* [WORK TASK]: Give the number of lines below that contain the word "body", and nothing else.

* [INPUT FOR THIS TASK]:
== Segment start ==
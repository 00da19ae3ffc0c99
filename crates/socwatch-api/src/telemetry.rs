// Day-granularity inverter telemetry

use chrono::NaiveDate;
use tracing::debug;

use crate::auth::AccessToken;
use crate::client::SunsynkClient;
use crate::error::Error;
use crate::models::DayTelemetry;

/// Telemetry metrics this system reads, with their upstream parameter
/// codes and the labels the API answers with.
#[derive(Debug, Clone, Copy, PartialEq, Eq, Hash)]
pub enum Metric {
    /// Battery state of charge, percent.
    StateOfCharge,
    /// Battery voltage as measured by the inverter.
    BatteryVoltage,
    /// Battery voltage as reported by the BMS.
    BmsVoltage,
}

impl Metric {
    pub fn code(self) -> u16 {
        match self {
            Self::StateOfCharge => 16,
            Self::BatteryVoltage => 18,
            Self::BmsVoltage => 106,
        }
    }

    pub fn label(self) -> &'static str {
        match self {
            Self::StateOfCharge => "SOC",
            Self::BatteryVoltage => "V-bat",
            Self::BmsVoltage => "BMS Voltage",
        }
    }

    /// Comma-separated parameter list for one combined request.
    pub fn codes(metrics: &[Self]) -> String {
        metrics
            .iter()
            .map(|m| m.code().to_string())
            .collect::<Vec<_>>()
            .join(",")
    }
}

impl SunsynkClient {
    /// Fetch one calendar day of the given metrics for an inverter.
    ///
    /// `GET /api/v1/inverter/{sn}/day?sn&date&edate&lan=en&params={codes}`.
    /// All metrics travel in one request. Retried under the client's
    /// policy; a response without `data` is a deserialization error.
    pub async fn day_telemetry(
        &self,
        token: &AccessToken,
        serial: &str,
        date: NaiveDate,
        metrics: &[Metric],
    ) -> Result<DayTelemetry, Error> {
        let day = date.format("%Y-%m-%d").to_string();
        let params = Metric::codes(metrics);
        let url = self.api_url(
            &format!("api/v1/inverter/{serial}/day"),
            &[
                ("sn", serial),
                ("date", day.as_str()),
                ("edate", day.as_str()),
                ("lan", "en"),
                ("params", params.as_str()),
            ],
        )?;

        let what = format!("telemetry {serial} {day}");
        let data: Option<DayTelemetry> = self
            .policy()
            .retrying(&what, || self.get(url.clone(), token))
            .await?;

        let telemetry = data.ok_or_else(|| Error::Deserialization {
            message: format!("day telemetry for {serial} on {day} carried no data"),
            body: String::new(),
        })?;
        debug!(serial, %day, series = telemetry.infos.len(), "telemetry fetched");
        Ok(telemetry)
    }
}

#[cfg(test)]
mod tests {
    use super::*;

    #[test]
    fn combined_codes() {
        assert_eq!(
            Metric::codes(&[
                Metric::StateOfCharge,
                Metric::BatteryVoltage,
                Metric::BmsVoltage
            ]),
            "16,18,106"
        );
        assert_eq!(Metric::codes(&[Metric::StateOfCharge]), "16");
    }
}
use thiserror::Error;

/// Top-level error type for the `socwatch-api` crate.
///
/// Covers every failure mode of the Sunsynk client: authentication,
/// transport, non-2xx responses, envelope-level API errors and decoding.
/// `socwatch-core` maps these into domain errors.
#[derive(Debug, Error)]
pub enum Error {
    // ── Authentication ──────────────────────────────────────────────
    /// Token request rejected, or a call was answered with HTTP 401.
    #[error("Authentication failed: {message}")]
    Authentication { message: String },

    // ── Transport ───────────────────────────────────────────────────
    /// HTTP transport error (connection refused, DNS failure, timeout, etc.)
    #[error("HTTP transport error: {0}")]
    Transport(#[from] reqwest::Error),

    /// URL parsing error.
    #[error("Invalid URL: {0}")]
    InvalidUrl(#[from] url::ParseError),

    /// TLS setup or certificate error.
    #[error("TLS error: {0}")]
    Tls(String),

    /// Non-success HTTP status.
    #[error("HTTP {status}: {body}")]
    Http { status: u16, body: String },

    // ── Sunsynk envelope ────────────────────────────────────────────
    /// `{"success": false, "code": N, "msg": "..."}` returned with HTTP 200.
    #[error("Sunsynk API error (code {code}): {message}")]
    Api { code: i64, message: String },

    // ── Data ────────────────────────────────────────────────────────
    /// JSON deserialization failed, with the raw body for debugging.
    #[error("Deserialization error: {message}")]
    Deserialization { message: String, body: String },
}

impl Error {
    /// Returns `true` if the retry policy should try the call again.
    ///
    /// Transport failures, non-2xx statuses and envelope errors are
    /// retried. Rejected credentials and undecodable bodies are not.
    pub fn is_retryable(&self) -> bool {
        matches!(
            self,
            Self::Transport(_) | Self::Http { .. } | Self::Api { .. }
        )
    }

    /// Returns `true` if the bearer token was rejected.
    pub fn is_auth(&self) -> bool {
        matches!(self, Self::Authentication { .. })
    }
}
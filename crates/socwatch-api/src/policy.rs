// Request policy: one rate-limit gate wrapped around a bounded retry loop.
//
// Every outbound Sunsynk call goes through the same `RequestPolicy`, so
// the aggregate request rate stays under the upstream budget no matter how
// many logical operations are in flight. Retries take a permit too.

use std::collections::VecDeque;
use std::future::Future;
use std::time::Duration;

use tokio::sync::Mutex;
use tokio::time::Instant;
use tracing::{debug, trace, warn};

use crate::error::Error;

// ── RateLimiter ──────────────────────────────────────────────────────

/// Permit gate over a rolling time window.
///
/// Grants at most `max_permits` acquisitions within any `window`-long
/// span. Callers past the budget sleep until the oldest permit in the
/// window expires.
#[derive(Debug)]
pub struct RateLimiter {
    max_permits: usize,
    window: Duration,
    issued: Mutex<VecDeque<Instant>>,
}

impl RateLimiter {
    /// `permits` per rolling second. Zero is treated as one.
    pub fn per_second(permits: u32) -> Self {
        Self::with_window(permits, Duration::from_secs(1))
    }

    pub fn with_window(permits: u32, window: Duration) -> Self {
        let max_permits = usize::try_from(permits.max(1)).unwrap_or(usize::MAX);
        Self {
            max_permits,
            window,
            issued: Mutex::new(VecDeque::with_capacity(max_permits)),
        }
    }

    pub fn max_permits(&self) -> usize {
        self.max_permits
    }

    /// Wait for a permit.
    pub async fn acquire(&self) {
        loop {
            let wait = {
                let mut issued = self.issued.lock().await;
                let now = Instant::now();
                while let Some(&oldest) = issued.front() {
                    if now.duration_since(oldest) >= self.window {
                        issued.pop_front();
                    } else {
                        break;
                    }
                }
                if issued.len() < self.max_permits {
                    issued.push_back(now);
                    return;
                }
                issued
                    .front()
                    .map_or(Duration::ZERO, |&oldest| {
                        self.window.saturating_sub(now.duration_since(oldest))
                    })
            };
            trace!(?wait, "rate limit budget spent, waiting");
            tokio::time::sleep(wait).await;
        }
    }
}

// ── RetryPolicy ──────────────────────────────────────────────────────

/// Bounded attempts with a linearly growing pause between them.
///
/// The pause after attempt `i` (zero-based) is `(i + 1) * base_delay`.
#[derive(Debug, Clone, Copy, PartialEq, Eq)]
pub struct RetryPolicy {
    pub max_attempts: u32,
    pub base_delay: Duration,
}

impl Default for RetryPolicy {
    fn default() -> Self {
        Self {
            max_attempts: 3,
            base_delay: Duration::from_secs(2),
        }
    }
}

impl RetryPolicy {
    pub fn delay_for(&self, attempt_index: u32) -> Duration {
        self.base_delay.saturating_mul(attempt_index.saturating_add(1))
    }
}

// ── RequestPolicy ────────────────────────────────────────────────────

/// The limiter and the retry loop as one reusable object.
#[derive(Debug)]
pub struct RequestPolicy {
    limiter: RateLimiter,
    retry: RetryPolicy,
}

impl RequestPolicy {
    pub fn new(limiter: RateLimiter, retry: RetryPolicy) -> Self {
        Self { limiter, retry }
    }

    /// Run `call` exactly once behind the rate limit.
    pub async fn once<F, Fut, T>(&self, call: F) -> Result<T, Error>
    where
        F: FnOnce() -> Fut,
        Fut: Future<Output = Result<T, Error>>,
    {
        self.limiter.acquire().await;
        call().await
    }

    /// Run `call` until it succeeds, fails with a non-retryable error, or
    /// the attempt budget is spent. Each attempt waits for its own permit.
    pub async fn retrying<F, Fut, T>(&self, what: &str, mut call: F) -> Result<T, Error>
    where
        F: FnMut() -> Fut,
        Fut: Future<Output = Result<T, Error>>,
    {
        let attempts = self.retry.max_attempts.max(1);
        let mut attempt: u32 = 0;

        loop {
            self.limiter.acquire().await;
            match call().await {
                Ok(value) => return Ok(value),
                Err(e) if !e.is_retryable() => {
                    debug!(what, error = %e, "non-retryable failure");
                    return Err(e);
                }
                Err(e) if attempt + 1 >= attempts => {
                    warn!(what, attempts, error = %e, "giving up after retries");
                    return Err(e);
                }
                Err(e) => {
                    let delay = self.retry.delay_for(attempt);
                    warn!(
                        what,
                        attempt = attempt + 1,
                        attempts,
                        ?delay,
                        error = %e,
                        "request failed, retrying"
                    );
                    tokio::time::sleep(delay).await;
                    attempt += 1;
                }
            }
        }
    }
}

impl Default for RequestPolicy {
    fn default() -> Self {
        Self::new(RateLimiter::per_second(20), RetryPolicy::default())
    }
}
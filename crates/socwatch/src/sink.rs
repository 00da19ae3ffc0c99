//! Publisher selection for the daemon.

use tracing::info;

use socwatch_core::{AnalysisMap, CoreError, Publisher, SheetsPublisher};

/// Google Sheets when configured; otherwise analyses only land on disk.
pub enum Sink {
    Sheets(SheetsPublisher),
    Disabled,
}

impl Publisher for Sink {
    async fn publish(&self, analyses: &AnalysisMap) -> Result<(), CoreError> {
        match self {
            Self::Sheets(sheets) => sheets.publish(analyses).await,
            Self::Disabled => {
                info!(sites = analyses.len(), "publishing disabled, analysis kept on disk");
                Ok(())
            }
        }
    }
}
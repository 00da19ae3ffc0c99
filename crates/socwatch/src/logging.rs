//! Tracing setup: stderr plus a daily-rolling file under the log directory.

use std::path::Path;

use tracing_appender::non_blocking::WorkerGuard;
use tracing_subscriber::{EnvFilter, fmt, layer::SubscriberExt, util::SubscriberInitExt};

const LOG_FILE_PREFIX: &str = "socwatch.log";

pub fn level_for(verbosity: u8) -> &'static str {
    match verbosity {
        0 => "info",
        1 => "debug",
        _ => "trace",
    }
}

/// Install the global subscriber. `RUST_LOG` overrides `-v`. The returned
/// guard must be held for the life of the process so the file writer
/// flushes.
pub fn init(verbosity: u8, log_dir: &Path) -> WorkerGuard {
    let level = level_for(verbosity);
    let filter = EnvFilter::try_from_default_env().unwrap_or_else(|_| {
        EnvFilter::new(format!(
            "warn,socwatch={level},socwatch_core={level},socwatch_api={level},socwatch_config={level}"
        ))
    });

    let file_appender = tracing_appender::rolling::daily(log_dir, LOG_FILE_PREFIX);
    let (non_blocking, guard) = tracing_appender::non_blocking(file_appender);

    tracing_subscriber::registry()
        .with(filter)
        .with(fmt::layer().with_writer(std::io::stderr).with_target(false))
        .with(
            fmt::layer()
                .with_writer(non_blocking)
                .with_ansi(false)
                .with_target(true),
        )
        .init();

    guard
}
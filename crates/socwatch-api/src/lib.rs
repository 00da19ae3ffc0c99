// socwatch-api: Async Rust client for the Sunsynk telemetry API

pub mod auth;
pub mod client;
pub mod error;
pub mod models;
pub mod plants;
pub mod policy;
pub mod telemetry;
pub mod transport;

pub use auth::AccessToken;
pub use client::{DEFAULT_PAGE_SIZE, SunsynkClient};
pub use error::Error;
pub use models::{
    DayTelemetry, InverterRoster, MetricSeries, Plant, PlantPage, SiteId, TimeSeriesRecord,
};
pub use policy::{RateLimiter, RequestPolicy, RetryPolicy};
pub use telemetry::Metric;
pub use transport::{TlsMode, TransportConfig};
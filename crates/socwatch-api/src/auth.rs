// Token authentication
//
// Password grant against `/oauth/token`. A fresh token is obtained per
// discovery or cycle; the declared lifetime is kept for logging only.

use secrecy::{ExposeSecret, SecretString};
use serde::Deserialize;
use serde_json::json;
use tracing::debug;

use crate::client::{SunsynkClient, parse_envelope};
use crate::error::Error;

/// Bearer token returned by a successful login.
#[derive(Debug, Clone)]
pub struct AccessToken {
    token: SecretString,
    expires_in: Option<u64>,
}

impl AccessToken {
    pub fn new(token: impl Into<String>, expires_in: Option<u64>) -> Self {
        Self {
            token: SecretString::from(token.into()),
            expires_in,
        }
    }

    /// Declared lifetime in seconds, if the server sent one.
    pub fn expires_in(&self) -> Option<u64> {
        self.expires_in
    }

    pub(crate) fn expose(&self) -> &str {
        self.token.expose_secret()
    }
}

#[derive(Deserialize)]
struct TokenData {
    access_token: Option<String>,
    #[serde(default)]
    expires_in: Option<u64>,
}

impl SunsynkClient {
    /// Obtain a bearer token with username/password.
    ///
    /// Single attempt: the call waits for a rate-limit permit but is
    /// never retried. Any failure (transport, HTTP status, `success:
    /// false`, missing token) is reported as [`Error::Authentication`].
    pub async fn authenticate(
        &self,
        username: &str,
        password: &SecretString,
    ) -> Result<AccessToken, Error> {
        let url = self.api_url("oauth/token", &[])?;
        debug!(username, "requesting access token");

        let body = json!({
            "areaCode": "sunsynk",
            "client_id": "csp-web",
            "grant_type": "password",
            "password": password.expose_secret(),
            "source": "sunsynk",
            "username": username,
        });

        let result = self
            .policy()
            .once(|| async {
                let resp = self
                    .http()
                    .post(url)
                    .header(reqwest::header::ACCEPT, "application/json")
                    .json(&body)
                    .send()
                    .await?;
                parse_envelope::<TokenData>(resp).await
            })
            .await;

        let data = match result {
            Ok(data) => data,
            Err(Error::Authentication { message }) => {
                return Err(Error::Authentication { message });
            }
            Err(e) => {
                return Err(Error::Authentication {
                    message: e.to_string(),
                });
            }
        };

        match data {
            Some(TokenData {
                access_token: Some(token),
                expires_in,
            }) if !token.is_empty() => {
                debug!(?expires_in, "access token acquired");
                Ok(AccessToken::new(token, expires_in))
            }
            _ => Err(Error::Authentication {
                message: "token response carried no access_token".into(),
            }),
        }
    }
}
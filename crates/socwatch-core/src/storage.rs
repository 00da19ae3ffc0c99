// ── Data directory ──
//
// On-disk layout for snapshots and cycle dumps.

use std::fs;
use std::path::{Path, PathBuf};

use serde::Serialize;
use tracing::{debug, warn};

use crate::error::CoreError;

pub const FLEET_SNAPSHOT_FILE: &str = "all_sites_data.json";
pub const RAW_TELEMETRY_FILE: &str = "fetched_inverter_data.json";
pub const ANALYSIS_FILE: &str = "analysis_results.json";

/// Data directory root with `cache/`, `raw/` and `processed/` below it.
#[derive(Debug, Clone)]
pub struct DataDir {
    root: PathBuf,
}

impl DataDir {
    pub fn new(root: impl Into<PathBuf>) -> Self {
        Self { root: root.into() }
    }

    pub fn cache_dir(&self) -> PathBuf {
        self.root.join("cache")
    }

    pub fn raw_dir(&self) -> PathBuf {
        self.root.join("raw")
    }

    pub fn processed_dir(&self) -> PathBuf {
        self.root.join("processed")
    }

    /// Pretty-print `value` as JSON into `dir/file`, creating `dir`.
    pub fn write_json<T: Serialize + ?Sized>(
        &self,
        dir: &Path,
        file: &str,
        value: &T,
    ) -> Result<PathBuf, CoreError> {
        fs::create_dir_all(dir).map_err(|e| CoreError::io(dir, e))?;
        let path = dir.join(file);
        let json = serde_json::to_string_pretty(value)?;
        fs::write(&path, json).map_err(|e| CoreError::io(&path, e))?;
        debug!(path = %path.display(), "wrote snapshot");
        Ok(path)
    }

    /// Same as [`write_json`](Self::write_json), but a failure only warns.
    /// Dumps are diagnostic and must not stop a cycle.
    pub fn dump<T: Serialize + ?Sized>(&self, dir: &Path, file: &str, value: &T) {
        if let Err(e) = self.write_json(dir, file, value) {
            warn!(error = %e, file, "failed to write dump");
        }
    }
}

#[cfg(test)]
mod tests {
    #![allow(clippy::unwrap_used)]

    use super::*;

    #[test]
    fn write_json_creates_directories() {
        let tmp = tempfile::tempdir().unwrap();
        let data = DataDir::new(tmp.path().join("data"));

        let path = data
            .write_json(&data.processed_dir(), ANALYSIS_FILE, &serde_json::json!({"a": 1}))
            .unwrap();

        assert!(path.ends_with("processed/analysis_results.json"));
        let back: serde_json::Value =
            serde_json::from_str(&std::fs::read_to_string(path).unwrap()).unwrap();
        assert_eq!(back["a"], 1);
    }
}
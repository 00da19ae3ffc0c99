//! `socwatch`: battery state-of-charge monitor for Sunsynk inverter fleets.
//!
//! Entry point: CLI parsing, configuration, tracing, and dispatch to the
//! monitoring loop or one of the one-shot commands.

mod cli;
mod error;
mod logging;
mod sink;

use std::io::{self, Write};
use std::path::Path;
use std::time::SystemTime;

use chrono::Local;
use clap::Parser;
use tabled::{Table, Tabled, settings::Style};
use tokio_util::sync::CancellationToken;
use tracing::{debug, info, warn};

use socwatch_config::{Config, ConfigError};
use socwatch_core::{FleetState, Monitor, RetentionSweep, SheetsPublisher};

use crate::cli::{Cli, Command};
use crate::error::CliError;
use crate::sink::Sink;

#[tokio::main]
async fn main() {
    let cli = Cli::parse();

    if let Err(err) = run(cli).await {
        let code = err.exit_code();
        eprintln!("{:?}", miette::Report::new(err));
        std::process::exit(code);
    }
}

async fn run(cli: Cli) -> Result<(), CliError> {
    let path = socwatch_config::config_path(cli.global.config.as_deref());
    let cfg = socwatch_config::load_config(&path).map_err(config_error(&path))?;

    if let Err(e) = std::fs::create_dir_all(&cfg.log_dir) {
        eprintln!("cannot create log directory {}: {e}", cfg.log_dir.display());
    }
    let _log_guard = logging::init(cli.global.verbose, &cfg.log_dir);
    debug!(config = %path.display(), command = ?cli.command, "dispatching command");

    match cli.command {
        Command::Run => {
            let monitor = build_monitor(&cfg, &path, publishing_sink(&cfg, &path)?)?;
            run_until_shutdown(&monitor).await;
            Ok(())
        }
        Command::Once => {
            let monitor = build_monitor(&cfg, &path, publishing_sink(&cfg, &path)?)?;
            once(&monitor).await
        }
        Command::Discover => {
            let monitor = build_monitor(&cfg, &path, Sink::Disabled)?;
            discover(&monitor).await
        }
        Command::Sweep => {
            let sweep = RetentionSweep::new(socwatch_config::retention_rules(&cfg));
            let report = sweep.sweep(SystemTime::now());
            print_output(&format!(
                "removed {} expired file(s), {} failure(s)",
                report.removed, report.failed
            ));
            Ok(())
        }
    }
}

fn config_error(path: &Path) -> impl Fn(ConfigError) -> CliError + '_ {
    move |source| CliError::Config {
        path: path.display().to_string(),
        source,
    }
}

fn publishing_sink(cfg: &Config, path: &Path) -> Result<Sink, CliError> {
    match socwatch_config::sheets_config(cfg).map_err(config_error(path))? {
        Some(sheets) => Ok(Sink::Sheets(SheetsPublisher::new(sheets)?)),
        None => {
            warn!("sheets publishing disabled");
            Ok(Sink::Disabled)
        }
    }
}

fn build_monitor(cfg: &Config, path: &Path, sink: Sink) -> Result<Monitor<Sink>, CliError> {
    let sites = socwatch_config::load_sites(&cfg.sites_file).map_err(config_error(path))?;
    if sites.is_empty() {
        return Err(CliError::NoSites {
            path: cfg.sites_file.display().to_string(),
        });
    }
    info!(sites = sites.len(), "loaded site list");

    let monitor_config = socwatch_config::monitor_config(cfg, sites).map_err(config_error(path))?;
    Ok(Monitor::new(monitor_config, sink)?)
}

// ── Commands ─────────────────────────────────────────────────────────

async fn run_until_shutdown(monitor: &Monitor<Sink>) {
    let cancel = CancellationToken::new();
    let trigger = cancel.clone();
    tokio::spawn(async move {
        shutdown_signal().await;
        info!("shutdown requested");
        trigger.cancel();
    });

    monitor.run(cancel).await;
}

async fn shutdown_signal() {
    let ctrl_c = async {
        if let Err(e) = tokio::signal::ctrl_c().await {
            warn!(error = %e, "cannot listen for ctrl-c");
            std::future::pending::<()>().await;
        }
    };

    #[cfg(unix)]
    let terminate = async {
        match tokio::signal::unix::signal(tokio::signal::unix::SignalKind::terminate()) {
            Ok(mut stream) => {
                stream.recv().await;
            }
            Err(e) => {
                warn!(error = %e, "cannot listen for SIGTERM");
                std::future::pending::<()>().await;
            }
        }
    };
    #[cfg(not(unix))]
    let terminate = std::future::pending::<()>();

    tokio::select! {
        () = ctrl_c => {}
        () = terminate => {}
    }
}

async fn once(monitor: &Monitor<Sink>) -> Result<(), CliError> {
    let now = Local::now().naive_local();
    let mut state = monitor.restore(now);
    let report = monitor.tick(&mut state, now).await?;

    print_output(&format!(
        "fetched {} site(s), analysed {}, published: {}",
        report.fetched,
        report.analysed,
        if report.published { "yes" } else { "no" }
    ));
    Ok(())
}

async fn discover(monitor: &Monitor<Sink>) -> Result<(), CliError> {
    let now = Local::now().naive_local();
    let mut state = None;
    monitor.refresh(&mut state, now).await;

    let Some(state) = state else {
        return Err(CliError::Api {
            message: "discovery returned no sites".into(),
        });
    };
    print_output(&render_validations(&state));
    Ok(())
}

// ── Output ───────────────────────────────────────────────────────────

#[derive(Tabled)]
struct ValidationRow {
    #[tabled(rename = "Site")]
    site: String,
    #[tabled(rename = "ID")]
    id: String,
    #[tabled(rename = "Status")]
    status: String,
    #[tabled(rename = "Inverter")]
    inverter: String,
    #[tabled(rename = "Type")]
    kind: String,
}

fn render_validations(state: &FleetState) -> String {
    let rows: Vec<ValidationRow> = state
        .validations
        .iter()
        .map(|(name, v)| ValidationRow {
            site: name.clone(),
            id: v.site_id.to_string(),
            status: if v.is_valid() {
                "valid".into()
            } else if v.exists {
                "no eligible inverter".into()
            } else {
                "not found".into()
            },
            inverter: v.inverter_sn.clone().unwrap_or_else(|| "-".into()),
            kind: v.inverter_type.clone().unwrap_or_else(|| "-".into()),
        })
        .collect();

    format!(
        "{}\n{} of {} configured site(s) valid, {} site(s) upstream",
        Table::new(rows).with(Style::rounded()),
        state.valid_count(),
        state.validations.len(),
        state.snapshot.len()
    )
}

fn print_output(output: &str) {
    let mut stdout = io::stdout().lock();
    let _ = writeln!(stdout, "{output}");
}
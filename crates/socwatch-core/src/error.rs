// ── Core error types ──
//
// Errors surfaced by socwatch-core. Transport details from socwatch-api
// are folded into domain variants by the `From` impl below.

use thiserror::Error;

/// Unified error type for the core crate.
#[derive(Debug, Error)]
pub enum CoreError {
    // ── Upstream ─────────────────────────────────────────────────────
    #[error("Authentication failed: {message}")]
    AuthenticationFailed { message: String },

    #[error("Telemetry API error: {message}")]
    Api {
        message: String,
        /// HTTP status code (if applicable).
        status: Option<u16>,
    },

    // ── Persistence ──────────────────────────────────────────────────
    #[error("I/O error on {path}: {source}")]
    Io {
        path: String,
        #[source]
        source: std::io::Error,
    },

    #[error("JSON error: {0}")]
    Json(#[from] serde_json::Error),

    // ── Sink ─────────────────────────────────────────────────────────
    #[error("Publishing failed: {message}")]
    Publish { message: String },

    // ── Configuration errors ─────────────────────────────────────────
    #[error("Configuration error: {message}")]
    Config { message: String },

    // ── Internal errors ──────────────────────────────────────────────
    #[error("Internal error: {0}")]
    Internal(String),
}

impl CoreError {
    pub(crate) fn io(path: &std::path::Path, source: std::io::Error) -> Self {
        Self::Io {
            path: path.display().to_string(),
            source,
        }
    }
}

// ── Conversion from transport-layer errors ───────────────────────────

impl From<socwatch_api::Error> for CoreError {
    fn from(err: socwatch_api::Error) -> Self {
        match err {
            socwatch_api::Error::Authentication { message } => {
                CoreError::AuthenticationFailed { message }
            }
            socwatch_api::Error::Transport(ref e) => CoreError::Api {
                message: e.to_string(),
                status: e.status().map(|s| s.as_u16()),
            },
            socwatch_api::Error::Http { status, body } => CoreError::Api {
                message: format!("HTTP {status}: {body}"),
                status: Some(status),
            },
            socwatch_api::Error::Api { code, message } => CoreError::Api {
                message: format!("code {code}: {message}"),
                status: None,
            },
            socwatch_api::Error::InvalidUrl(e) => CoreError::Config {
                message: format!("Invalid URL: {e}"),
            },
            socwatch_api::Error::Tls(msg) => CoreError::Config {
                message: format!("TLS error: {msg}"),
            },
            socwatch_api::Error::Deserialization { message, body: _ } => {
                CoreError::Api {
                    message: format!("unexpected response: {message}"),
                    status: None,
                }
            }
        }
    }
}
== Segment end ==
* [ANSWER FOR THE TASK]: 10